Make an exact copy of the lines below.

[Start of section]

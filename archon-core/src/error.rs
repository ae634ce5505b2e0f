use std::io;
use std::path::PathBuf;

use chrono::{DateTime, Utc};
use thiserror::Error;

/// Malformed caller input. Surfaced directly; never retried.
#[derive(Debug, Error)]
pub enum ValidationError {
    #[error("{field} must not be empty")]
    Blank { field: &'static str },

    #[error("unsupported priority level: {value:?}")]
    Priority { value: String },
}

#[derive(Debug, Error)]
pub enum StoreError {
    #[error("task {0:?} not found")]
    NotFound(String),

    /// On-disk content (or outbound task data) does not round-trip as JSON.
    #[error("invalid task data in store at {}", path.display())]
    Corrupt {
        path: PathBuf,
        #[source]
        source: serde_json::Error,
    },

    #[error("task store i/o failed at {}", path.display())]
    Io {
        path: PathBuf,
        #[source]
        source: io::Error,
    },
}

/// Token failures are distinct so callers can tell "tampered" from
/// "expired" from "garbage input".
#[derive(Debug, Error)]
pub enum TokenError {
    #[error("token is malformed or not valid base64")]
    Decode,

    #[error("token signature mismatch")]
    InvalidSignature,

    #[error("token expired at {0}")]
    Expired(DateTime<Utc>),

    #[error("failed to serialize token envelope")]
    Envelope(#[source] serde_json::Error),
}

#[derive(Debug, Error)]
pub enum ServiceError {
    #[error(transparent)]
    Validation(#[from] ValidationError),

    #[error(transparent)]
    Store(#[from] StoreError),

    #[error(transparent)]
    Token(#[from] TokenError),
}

[End of section]

Response to this task:
filename archon-core/src/error.rs
repository ae634ce5505b2e0f
use std::io;
use std::path::PathBuf;

use chrono::{DateTime, Utc};
use thiserror::Error;

/// Malformed caller input. Surfaced directly; never retried.
#[derive(Debug, Error)]
pub enum ValidationError {
    #[error("{field} must not be empty")]
    Blank { field: &'static str },

    #[error("unsupported priority level: {value:?}")]
    Priority { value: String },
}

#[derive(Debug, Error)]
pub enum StoreError {
    #[error("task {0:?} not found")]
    NotFound(String),

    /// On-disk content (or outbound task data) does not round-trip as JSON.
    #[error("invalid task data in store at {}", path.display())]
    Corrupt {
        path: PathBuf,
        #[source]
        source: serde_json::Error,
    },

    #[error("task store i/o failed at {}", path.display())]
    Io {
        path: PathBuf,
        #[source]
        source: io::Error,
    },
}

/// Token failures are distinct so callers can tell "tampered" from
/// "expired" from "garbage input".
#[derive(Debug, Error)]
pub enum TokenError {
    #[error("token is malformed or not valid base64")]
    Decode,

    #[error("token signature mismatch")]
    InvalidSignature,

    #[error("token expired at {0}")]
    Expired(DateTime<Utc>),

    #[error("failed to serialize token envelope")]
    Envelope(#[source] serde_json::Error),
}

#[derive(Debug, Error)]
pub enum ServiceError {
    #[error(transparent)]
    Validation(#[from] ValidationError),

    #[error(transparent)]
    Store(#[from] StoreError),

    #[error(transparent)]
    Token(#[from] TokenError),
}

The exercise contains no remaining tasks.